Stored data:
----------
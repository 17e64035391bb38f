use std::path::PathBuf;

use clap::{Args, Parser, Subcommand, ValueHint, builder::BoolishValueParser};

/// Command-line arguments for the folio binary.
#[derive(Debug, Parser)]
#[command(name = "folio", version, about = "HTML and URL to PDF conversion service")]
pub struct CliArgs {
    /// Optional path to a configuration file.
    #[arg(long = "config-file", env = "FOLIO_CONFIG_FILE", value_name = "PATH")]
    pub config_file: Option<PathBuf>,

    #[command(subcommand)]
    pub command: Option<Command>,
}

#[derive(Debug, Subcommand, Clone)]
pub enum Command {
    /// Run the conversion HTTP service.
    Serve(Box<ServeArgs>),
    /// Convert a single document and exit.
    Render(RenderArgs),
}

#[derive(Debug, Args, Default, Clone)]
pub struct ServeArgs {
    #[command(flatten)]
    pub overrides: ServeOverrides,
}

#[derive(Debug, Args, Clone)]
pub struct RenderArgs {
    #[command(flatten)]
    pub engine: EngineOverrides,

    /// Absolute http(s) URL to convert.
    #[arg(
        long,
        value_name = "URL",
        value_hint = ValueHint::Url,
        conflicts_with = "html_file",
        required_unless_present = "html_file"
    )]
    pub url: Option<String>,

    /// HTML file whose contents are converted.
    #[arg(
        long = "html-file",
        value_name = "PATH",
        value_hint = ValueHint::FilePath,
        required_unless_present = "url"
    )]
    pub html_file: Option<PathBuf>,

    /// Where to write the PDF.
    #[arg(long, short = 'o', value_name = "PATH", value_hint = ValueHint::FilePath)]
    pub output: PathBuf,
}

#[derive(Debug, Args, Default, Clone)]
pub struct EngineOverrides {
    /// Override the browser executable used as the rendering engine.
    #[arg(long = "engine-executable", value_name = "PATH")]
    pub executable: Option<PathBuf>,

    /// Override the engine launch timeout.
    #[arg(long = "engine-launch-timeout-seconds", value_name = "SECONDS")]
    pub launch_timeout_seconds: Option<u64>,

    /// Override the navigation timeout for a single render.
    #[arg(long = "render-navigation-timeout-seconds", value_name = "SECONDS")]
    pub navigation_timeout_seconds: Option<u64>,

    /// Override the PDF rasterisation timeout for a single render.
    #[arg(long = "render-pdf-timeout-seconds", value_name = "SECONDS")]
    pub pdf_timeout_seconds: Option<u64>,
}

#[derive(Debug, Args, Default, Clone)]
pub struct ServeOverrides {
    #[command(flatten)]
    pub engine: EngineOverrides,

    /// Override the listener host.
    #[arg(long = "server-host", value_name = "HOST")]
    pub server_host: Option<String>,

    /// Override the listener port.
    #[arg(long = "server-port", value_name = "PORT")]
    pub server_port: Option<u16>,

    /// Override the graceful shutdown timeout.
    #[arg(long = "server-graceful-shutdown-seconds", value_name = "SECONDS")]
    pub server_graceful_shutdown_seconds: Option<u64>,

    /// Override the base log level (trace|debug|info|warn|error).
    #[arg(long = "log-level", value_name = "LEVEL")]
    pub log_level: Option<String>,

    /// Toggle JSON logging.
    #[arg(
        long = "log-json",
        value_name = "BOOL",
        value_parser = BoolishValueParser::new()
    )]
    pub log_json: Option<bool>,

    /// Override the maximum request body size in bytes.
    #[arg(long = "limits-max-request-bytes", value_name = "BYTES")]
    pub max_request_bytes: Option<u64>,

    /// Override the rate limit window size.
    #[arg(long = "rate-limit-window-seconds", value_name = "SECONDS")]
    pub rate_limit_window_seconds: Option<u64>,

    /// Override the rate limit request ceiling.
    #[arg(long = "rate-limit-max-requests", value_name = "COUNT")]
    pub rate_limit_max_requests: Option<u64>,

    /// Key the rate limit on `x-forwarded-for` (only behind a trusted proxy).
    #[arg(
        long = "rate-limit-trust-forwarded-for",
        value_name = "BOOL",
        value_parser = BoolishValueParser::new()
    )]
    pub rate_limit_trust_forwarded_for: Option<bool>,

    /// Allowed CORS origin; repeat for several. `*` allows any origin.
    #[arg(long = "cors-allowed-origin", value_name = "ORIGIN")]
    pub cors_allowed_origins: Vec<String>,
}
----------
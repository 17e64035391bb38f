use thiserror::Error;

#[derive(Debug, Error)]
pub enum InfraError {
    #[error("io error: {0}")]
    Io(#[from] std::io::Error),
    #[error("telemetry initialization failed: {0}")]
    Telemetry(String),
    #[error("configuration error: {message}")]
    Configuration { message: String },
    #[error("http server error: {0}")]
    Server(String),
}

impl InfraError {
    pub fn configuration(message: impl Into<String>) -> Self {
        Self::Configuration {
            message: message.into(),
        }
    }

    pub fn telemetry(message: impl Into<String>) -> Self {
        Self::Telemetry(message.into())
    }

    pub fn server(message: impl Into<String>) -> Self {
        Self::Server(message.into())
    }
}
----------
**Exercise goal**
Looking at the entries above, can you reproduce exactly the lines from the one that holds "#[command(subcommand)]" through the one that holds "pub struct ServeArgs", and only those?

**Output for this task**
    #[command(subcommand)]
    pub command: Option<Command>,
}

#[derive(Debug, Subcommand, Clone)]
pub enum Command {
    /// Run the conversion HTTP service.
    Serve(Box<ServeArgs>),
    /// Convert a single document and exit.
    Render(RenderArgs),
}

#[derive(Debug, Args, Default, Clone)]
pub struct ServeArgs {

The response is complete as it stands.